[Stored data]
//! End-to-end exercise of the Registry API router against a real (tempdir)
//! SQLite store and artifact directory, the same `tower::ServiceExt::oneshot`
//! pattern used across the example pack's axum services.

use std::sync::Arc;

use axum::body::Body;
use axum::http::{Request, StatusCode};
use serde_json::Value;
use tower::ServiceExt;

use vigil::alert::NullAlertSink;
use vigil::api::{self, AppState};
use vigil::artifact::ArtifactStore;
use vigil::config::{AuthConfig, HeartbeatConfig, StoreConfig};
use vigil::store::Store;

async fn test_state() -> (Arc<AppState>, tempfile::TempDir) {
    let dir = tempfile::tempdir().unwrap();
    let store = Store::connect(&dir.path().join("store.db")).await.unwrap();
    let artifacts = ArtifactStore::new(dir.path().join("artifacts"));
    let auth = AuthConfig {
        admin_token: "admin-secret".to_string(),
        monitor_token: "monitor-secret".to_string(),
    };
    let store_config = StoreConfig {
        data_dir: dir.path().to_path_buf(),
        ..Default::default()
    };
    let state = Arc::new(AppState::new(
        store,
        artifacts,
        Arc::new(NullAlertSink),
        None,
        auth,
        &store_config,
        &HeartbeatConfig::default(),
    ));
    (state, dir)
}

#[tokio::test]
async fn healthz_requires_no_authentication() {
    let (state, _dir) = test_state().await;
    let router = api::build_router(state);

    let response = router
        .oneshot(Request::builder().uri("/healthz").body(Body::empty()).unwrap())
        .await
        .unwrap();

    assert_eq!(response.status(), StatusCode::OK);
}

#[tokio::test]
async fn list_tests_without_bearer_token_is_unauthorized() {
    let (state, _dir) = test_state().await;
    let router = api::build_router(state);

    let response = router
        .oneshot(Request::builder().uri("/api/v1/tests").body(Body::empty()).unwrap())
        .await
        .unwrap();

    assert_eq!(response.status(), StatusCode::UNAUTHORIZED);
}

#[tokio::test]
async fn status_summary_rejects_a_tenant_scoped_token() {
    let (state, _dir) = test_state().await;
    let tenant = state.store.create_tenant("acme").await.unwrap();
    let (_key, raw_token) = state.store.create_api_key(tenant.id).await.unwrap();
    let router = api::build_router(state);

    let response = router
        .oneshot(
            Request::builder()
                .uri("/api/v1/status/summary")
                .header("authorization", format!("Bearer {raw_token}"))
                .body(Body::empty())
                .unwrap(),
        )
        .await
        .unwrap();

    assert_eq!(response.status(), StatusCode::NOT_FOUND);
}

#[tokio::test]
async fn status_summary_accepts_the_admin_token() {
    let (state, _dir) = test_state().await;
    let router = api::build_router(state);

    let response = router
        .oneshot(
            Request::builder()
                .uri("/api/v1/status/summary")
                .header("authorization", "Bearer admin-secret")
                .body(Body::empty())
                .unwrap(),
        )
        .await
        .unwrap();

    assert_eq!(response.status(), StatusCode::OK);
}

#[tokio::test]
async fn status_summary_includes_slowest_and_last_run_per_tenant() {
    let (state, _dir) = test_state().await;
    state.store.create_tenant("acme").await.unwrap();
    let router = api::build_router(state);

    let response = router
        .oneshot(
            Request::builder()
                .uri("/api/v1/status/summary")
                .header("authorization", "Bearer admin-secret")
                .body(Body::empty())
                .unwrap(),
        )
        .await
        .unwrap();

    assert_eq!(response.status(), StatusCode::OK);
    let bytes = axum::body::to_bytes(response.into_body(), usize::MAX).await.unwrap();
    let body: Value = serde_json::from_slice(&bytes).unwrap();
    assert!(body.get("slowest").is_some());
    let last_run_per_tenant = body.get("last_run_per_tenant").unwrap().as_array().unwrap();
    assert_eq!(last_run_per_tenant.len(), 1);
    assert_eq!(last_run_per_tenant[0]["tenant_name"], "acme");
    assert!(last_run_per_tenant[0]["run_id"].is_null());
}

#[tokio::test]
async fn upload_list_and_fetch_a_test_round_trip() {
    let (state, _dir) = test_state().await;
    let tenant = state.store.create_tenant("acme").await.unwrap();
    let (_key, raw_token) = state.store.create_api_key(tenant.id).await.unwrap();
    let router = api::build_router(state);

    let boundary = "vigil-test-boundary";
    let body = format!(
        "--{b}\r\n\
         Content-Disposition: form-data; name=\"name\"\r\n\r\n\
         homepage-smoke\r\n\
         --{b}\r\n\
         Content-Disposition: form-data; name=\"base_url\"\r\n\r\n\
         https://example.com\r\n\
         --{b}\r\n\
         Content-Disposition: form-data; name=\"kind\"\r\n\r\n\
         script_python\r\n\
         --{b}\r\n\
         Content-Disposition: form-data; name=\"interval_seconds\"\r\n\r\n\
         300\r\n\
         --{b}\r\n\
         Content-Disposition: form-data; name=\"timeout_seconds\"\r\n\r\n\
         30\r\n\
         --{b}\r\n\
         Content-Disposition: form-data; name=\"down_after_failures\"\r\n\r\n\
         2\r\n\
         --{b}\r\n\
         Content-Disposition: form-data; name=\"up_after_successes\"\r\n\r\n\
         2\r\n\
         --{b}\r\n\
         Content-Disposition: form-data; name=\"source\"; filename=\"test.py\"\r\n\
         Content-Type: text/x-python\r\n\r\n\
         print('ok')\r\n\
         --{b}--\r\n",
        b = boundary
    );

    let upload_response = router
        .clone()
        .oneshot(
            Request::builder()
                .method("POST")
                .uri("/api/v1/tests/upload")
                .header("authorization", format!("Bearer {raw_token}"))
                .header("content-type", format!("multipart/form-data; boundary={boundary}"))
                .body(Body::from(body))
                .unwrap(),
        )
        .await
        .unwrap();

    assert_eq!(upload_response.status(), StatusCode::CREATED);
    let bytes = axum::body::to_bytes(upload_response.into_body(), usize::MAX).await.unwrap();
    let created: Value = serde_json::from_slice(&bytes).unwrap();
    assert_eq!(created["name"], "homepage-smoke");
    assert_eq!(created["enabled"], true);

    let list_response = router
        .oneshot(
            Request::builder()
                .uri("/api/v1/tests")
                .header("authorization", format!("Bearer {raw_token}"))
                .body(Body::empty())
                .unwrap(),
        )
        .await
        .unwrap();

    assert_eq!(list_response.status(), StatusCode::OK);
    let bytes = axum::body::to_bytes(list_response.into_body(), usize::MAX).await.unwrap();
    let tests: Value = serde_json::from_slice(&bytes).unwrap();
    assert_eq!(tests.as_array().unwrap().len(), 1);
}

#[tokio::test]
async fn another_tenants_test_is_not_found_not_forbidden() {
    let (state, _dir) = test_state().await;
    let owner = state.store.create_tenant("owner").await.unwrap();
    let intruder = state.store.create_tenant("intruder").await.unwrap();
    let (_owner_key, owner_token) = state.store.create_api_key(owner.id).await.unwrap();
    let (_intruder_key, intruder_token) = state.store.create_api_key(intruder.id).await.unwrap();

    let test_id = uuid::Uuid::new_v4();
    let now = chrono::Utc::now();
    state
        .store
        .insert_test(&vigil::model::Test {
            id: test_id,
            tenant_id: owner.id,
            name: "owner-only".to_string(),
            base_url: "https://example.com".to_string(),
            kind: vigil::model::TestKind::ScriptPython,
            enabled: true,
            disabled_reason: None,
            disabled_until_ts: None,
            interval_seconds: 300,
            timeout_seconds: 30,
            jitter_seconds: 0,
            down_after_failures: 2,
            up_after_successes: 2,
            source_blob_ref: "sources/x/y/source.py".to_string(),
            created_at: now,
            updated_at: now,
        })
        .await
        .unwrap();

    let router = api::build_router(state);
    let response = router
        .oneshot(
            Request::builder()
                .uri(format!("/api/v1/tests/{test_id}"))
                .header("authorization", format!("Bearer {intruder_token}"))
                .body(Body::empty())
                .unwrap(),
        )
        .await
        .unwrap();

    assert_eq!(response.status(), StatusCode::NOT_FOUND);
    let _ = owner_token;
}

==

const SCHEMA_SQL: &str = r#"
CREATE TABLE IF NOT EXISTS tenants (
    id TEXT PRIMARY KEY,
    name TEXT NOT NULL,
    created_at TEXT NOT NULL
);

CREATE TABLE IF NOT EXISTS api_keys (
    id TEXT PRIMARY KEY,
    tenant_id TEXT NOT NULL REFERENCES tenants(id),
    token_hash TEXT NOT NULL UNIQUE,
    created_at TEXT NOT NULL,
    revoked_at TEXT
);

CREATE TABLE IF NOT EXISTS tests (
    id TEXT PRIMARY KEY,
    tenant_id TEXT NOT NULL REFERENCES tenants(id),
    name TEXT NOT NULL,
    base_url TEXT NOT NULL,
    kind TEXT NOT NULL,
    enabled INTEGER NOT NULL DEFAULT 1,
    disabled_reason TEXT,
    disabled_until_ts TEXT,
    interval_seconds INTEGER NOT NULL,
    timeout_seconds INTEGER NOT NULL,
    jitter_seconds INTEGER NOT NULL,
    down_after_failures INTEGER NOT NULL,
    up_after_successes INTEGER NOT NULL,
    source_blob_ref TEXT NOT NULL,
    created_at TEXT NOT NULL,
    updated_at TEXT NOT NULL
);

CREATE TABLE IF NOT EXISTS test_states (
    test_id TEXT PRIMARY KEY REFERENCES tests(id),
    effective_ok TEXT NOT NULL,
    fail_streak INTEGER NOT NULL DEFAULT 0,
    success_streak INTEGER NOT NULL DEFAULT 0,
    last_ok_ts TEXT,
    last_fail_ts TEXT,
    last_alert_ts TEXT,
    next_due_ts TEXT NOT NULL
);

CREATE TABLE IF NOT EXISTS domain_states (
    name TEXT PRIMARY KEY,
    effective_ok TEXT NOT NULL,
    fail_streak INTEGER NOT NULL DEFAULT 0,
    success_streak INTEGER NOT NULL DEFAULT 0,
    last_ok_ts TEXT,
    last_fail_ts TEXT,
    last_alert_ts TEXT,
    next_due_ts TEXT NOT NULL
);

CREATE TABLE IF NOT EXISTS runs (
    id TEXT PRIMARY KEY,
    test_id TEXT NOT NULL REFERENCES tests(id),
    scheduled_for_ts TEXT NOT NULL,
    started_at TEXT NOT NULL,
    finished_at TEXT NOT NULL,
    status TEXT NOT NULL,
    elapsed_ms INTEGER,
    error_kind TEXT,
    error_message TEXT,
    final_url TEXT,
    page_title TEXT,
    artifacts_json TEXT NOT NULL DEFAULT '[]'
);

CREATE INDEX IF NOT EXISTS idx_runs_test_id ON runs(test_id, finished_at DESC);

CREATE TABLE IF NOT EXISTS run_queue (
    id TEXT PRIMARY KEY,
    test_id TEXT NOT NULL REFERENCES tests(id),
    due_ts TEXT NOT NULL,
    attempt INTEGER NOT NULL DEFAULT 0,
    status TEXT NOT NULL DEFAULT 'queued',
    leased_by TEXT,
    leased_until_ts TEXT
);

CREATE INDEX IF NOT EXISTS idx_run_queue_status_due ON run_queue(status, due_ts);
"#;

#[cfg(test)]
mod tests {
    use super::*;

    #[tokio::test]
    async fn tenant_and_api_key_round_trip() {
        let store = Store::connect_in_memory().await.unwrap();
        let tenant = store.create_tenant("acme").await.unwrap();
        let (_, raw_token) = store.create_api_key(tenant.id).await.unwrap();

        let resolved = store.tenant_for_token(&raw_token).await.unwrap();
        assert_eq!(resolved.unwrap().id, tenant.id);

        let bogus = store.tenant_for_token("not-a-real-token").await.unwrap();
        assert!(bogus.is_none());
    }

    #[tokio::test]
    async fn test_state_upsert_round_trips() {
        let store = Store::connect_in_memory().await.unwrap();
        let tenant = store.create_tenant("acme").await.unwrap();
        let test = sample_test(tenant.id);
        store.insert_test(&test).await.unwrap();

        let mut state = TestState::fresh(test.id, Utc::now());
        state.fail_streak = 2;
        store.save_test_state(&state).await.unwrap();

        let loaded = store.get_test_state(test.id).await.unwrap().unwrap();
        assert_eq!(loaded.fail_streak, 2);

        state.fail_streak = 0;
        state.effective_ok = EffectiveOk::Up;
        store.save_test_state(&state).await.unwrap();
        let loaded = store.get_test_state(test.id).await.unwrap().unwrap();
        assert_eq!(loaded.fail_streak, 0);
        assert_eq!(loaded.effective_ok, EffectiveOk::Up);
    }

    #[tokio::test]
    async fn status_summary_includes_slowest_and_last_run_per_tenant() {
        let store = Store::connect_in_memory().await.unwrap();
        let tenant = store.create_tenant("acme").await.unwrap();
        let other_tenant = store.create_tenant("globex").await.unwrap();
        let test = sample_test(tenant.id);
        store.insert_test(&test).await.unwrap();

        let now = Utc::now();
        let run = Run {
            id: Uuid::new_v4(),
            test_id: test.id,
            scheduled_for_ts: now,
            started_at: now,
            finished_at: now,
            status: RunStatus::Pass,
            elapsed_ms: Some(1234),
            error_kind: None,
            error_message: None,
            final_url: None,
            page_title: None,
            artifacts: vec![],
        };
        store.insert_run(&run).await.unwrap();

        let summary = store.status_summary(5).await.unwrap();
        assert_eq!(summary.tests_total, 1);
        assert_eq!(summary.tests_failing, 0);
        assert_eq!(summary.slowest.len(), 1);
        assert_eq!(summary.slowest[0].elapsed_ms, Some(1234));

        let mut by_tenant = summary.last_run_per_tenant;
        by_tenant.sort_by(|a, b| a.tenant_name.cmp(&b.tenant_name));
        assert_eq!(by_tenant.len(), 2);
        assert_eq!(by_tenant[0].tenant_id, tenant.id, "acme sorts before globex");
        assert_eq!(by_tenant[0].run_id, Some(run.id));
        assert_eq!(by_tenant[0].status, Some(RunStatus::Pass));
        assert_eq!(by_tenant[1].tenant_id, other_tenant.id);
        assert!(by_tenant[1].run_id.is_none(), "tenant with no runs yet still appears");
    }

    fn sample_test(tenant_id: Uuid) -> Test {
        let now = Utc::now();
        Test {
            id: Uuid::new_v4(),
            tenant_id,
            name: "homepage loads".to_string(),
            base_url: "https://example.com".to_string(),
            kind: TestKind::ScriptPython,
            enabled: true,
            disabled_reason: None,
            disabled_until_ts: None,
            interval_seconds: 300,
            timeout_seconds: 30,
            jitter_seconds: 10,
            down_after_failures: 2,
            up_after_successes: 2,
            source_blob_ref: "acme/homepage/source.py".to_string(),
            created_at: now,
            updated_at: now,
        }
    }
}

==

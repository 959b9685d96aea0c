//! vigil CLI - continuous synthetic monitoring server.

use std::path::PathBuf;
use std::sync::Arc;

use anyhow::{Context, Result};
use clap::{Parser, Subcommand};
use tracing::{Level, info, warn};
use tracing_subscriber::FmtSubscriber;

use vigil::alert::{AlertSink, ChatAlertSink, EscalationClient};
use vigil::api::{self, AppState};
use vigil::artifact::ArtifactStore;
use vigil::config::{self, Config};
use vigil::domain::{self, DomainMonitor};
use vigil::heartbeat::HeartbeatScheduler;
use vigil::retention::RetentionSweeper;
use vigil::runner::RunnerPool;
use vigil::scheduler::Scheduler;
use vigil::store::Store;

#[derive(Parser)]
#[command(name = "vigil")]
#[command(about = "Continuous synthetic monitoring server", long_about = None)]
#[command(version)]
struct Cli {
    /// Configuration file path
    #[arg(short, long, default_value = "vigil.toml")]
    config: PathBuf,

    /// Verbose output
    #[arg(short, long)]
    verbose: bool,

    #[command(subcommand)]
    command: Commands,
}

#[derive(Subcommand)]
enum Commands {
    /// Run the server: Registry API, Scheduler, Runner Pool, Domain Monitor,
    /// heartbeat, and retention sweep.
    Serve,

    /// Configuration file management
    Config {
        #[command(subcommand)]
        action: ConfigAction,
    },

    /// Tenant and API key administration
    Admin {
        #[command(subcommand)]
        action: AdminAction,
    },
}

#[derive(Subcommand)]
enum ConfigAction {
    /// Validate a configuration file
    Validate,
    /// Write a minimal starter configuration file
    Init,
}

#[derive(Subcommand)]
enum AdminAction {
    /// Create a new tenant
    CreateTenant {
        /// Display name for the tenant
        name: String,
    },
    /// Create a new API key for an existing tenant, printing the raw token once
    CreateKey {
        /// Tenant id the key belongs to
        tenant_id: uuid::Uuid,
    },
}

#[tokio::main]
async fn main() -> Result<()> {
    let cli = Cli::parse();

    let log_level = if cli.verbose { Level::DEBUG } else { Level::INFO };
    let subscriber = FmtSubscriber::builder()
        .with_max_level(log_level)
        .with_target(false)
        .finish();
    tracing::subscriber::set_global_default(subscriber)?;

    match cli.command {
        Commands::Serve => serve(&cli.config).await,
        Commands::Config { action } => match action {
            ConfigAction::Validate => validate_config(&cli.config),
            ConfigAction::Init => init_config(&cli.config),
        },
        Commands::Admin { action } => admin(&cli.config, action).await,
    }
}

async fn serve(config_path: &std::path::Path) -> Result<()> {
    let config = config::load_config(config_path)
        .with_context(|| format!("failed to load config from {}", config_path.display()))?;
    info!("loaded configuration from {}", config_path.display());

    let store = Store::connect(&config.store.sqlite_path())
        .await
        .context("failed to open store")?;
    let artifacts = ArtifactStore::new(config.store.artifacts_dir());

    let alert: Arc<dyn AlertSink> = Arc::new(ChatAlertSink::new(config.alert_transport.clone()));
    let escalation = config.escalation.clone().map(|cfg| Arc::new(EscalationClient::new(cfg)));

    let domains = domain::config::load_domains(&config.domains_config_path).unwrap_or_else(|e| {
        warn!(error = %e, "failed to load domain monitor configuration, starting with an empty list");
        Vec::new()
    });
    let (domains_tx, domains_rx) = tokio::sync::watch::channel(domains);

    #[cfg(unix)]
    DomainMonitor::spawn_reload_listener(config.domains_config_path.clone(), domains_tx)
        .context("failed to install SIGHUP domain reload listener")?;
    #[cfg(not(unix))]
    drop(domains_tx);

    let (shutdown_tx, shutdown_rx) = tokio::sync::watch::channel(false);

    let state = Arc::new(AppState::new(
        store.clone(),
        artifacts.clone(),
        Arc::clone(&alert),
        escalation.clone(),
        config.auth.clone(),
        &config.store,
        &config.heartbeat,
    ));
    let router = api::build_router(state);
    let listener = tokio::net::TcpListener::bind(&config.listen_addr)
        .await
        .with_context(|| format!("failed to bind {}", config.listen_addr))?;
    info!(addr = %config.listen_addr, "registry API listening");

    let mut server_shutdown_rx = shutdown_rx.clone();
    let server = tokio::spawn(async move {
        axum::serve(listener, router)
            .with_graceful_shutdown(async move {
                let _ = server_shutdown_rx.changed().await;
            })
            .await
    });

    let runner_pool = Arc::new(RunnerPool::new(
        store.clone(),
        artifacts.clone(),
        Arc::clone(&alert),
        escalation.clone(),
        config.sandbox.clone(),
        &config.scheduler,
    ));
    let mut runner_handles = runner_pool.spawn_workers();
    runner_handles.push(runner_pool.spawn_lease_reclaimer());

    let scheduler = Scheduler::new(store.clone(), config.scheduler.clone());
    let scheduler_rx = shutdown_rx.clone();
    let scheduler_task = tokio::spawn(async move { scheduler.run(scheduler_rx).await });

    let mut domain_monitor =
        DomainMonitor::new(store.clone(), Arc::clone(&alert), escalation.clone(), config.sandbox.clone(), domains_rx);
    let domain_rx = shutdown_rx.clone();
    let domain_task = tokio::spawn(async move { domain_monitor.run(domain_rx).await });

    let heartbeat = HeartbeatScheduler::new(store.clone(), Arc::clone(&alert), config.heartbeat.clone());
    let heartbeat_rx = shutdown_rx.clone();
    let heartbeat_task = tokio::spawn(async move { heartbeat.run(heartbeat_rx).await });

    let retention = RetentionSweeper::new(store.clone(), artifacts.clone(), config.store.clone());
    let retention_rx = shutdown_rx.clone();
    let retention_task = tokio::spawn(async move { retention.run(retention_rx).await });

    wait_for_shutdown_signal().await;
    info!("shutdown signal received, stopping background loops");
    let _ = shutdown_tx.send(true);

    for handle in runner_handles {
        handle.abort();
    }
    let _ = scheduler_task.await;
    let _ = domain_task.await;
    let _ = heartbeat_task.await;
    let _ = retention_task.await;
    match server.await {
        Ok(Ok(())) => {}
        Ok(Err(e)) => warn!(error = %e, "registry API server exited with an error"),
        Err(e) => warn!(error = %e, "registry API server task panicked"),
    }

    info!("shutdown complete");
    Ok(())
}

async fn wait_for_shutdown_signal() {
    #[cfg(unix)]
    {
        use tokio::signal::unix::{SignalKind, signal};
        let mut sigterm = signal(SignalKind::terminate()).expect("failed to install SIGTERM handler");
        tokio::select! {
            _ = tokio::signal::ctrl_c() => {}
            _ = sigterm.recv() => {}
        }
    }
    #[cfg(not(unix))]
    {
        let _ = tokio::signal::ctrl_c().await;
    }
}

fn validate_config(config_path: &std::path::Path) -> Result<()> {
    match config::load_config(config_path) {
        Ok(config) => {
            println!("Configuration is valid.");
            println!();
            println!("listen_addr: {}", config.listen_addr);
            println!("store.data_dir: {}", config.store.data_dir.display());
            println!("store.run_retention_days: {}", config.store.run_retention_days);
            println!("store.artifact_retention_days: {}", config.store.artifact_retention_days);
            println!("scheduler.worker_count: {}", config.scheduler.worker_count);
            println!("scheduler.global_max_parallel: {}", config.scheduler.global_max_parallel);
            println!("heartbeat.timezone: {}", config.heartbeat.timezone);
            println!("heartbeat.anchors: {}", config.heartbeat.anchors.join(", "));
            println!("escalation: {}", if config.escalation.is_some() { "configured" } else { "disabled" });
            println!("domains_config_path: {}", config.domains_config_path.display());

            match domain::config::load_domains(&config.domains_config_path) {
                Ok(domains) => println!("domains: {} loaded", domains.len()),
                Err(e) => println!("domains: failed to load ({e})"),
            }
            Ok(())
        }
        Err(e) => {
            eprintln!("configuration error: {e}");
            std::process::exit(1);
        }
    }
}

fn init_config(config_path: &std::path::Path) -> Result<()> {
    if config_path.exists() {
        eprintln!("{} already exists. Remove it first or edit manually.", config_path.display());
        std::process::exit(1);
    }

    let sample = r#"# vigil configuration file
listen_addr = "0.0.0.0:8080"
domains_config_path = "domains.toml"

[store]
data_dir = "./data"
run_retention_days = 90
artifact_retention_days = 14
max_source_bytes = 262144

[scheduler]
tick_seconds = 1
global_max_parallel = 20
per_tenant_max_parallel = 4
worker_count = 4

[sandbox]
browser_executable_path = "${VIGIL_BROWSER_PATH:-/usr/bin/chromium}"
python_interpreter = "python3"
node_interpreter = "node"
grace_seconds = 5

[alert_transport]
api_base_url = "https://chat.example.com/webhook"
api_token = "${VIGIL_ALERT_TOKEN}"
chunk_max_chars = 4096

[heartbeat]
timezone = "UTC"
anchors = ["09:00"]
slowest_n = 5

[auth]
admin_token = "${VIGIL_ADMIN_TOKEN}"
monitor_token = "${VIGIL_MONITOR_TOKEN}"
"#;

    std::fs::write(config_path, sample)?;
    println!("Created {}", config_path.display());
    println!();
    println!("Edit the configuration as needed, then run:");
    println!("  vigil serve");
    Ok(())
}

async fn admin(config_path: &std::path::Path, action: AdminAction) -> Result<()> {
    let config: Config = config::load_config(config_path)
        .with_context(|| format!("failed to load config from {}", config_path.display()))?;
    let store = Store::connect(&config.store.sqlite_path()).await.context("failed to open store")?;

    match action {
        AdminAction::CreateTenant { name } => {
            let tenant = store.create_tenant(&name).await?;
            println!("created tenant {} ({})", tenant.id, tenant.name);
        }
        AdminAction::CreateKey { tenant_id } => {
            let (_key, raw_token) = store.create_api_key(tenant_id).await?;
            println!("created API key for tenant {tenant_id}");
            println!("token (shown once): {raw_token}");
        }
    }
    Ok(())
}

[Task brief] Lines holding "usize" in the data above: copy each of them.

[Your solution]
    let bytes = axum::body::to_bytes(response.into_body(), usize::MAX).await.unwrap();
    let bytes = axum::body::to_bytes(upload_response.into_body(), usize::MAX).await.unwrap();
    let bytes = axum::body::to_bytes(list_response.into_body(), usize::MAX).await.unwrap();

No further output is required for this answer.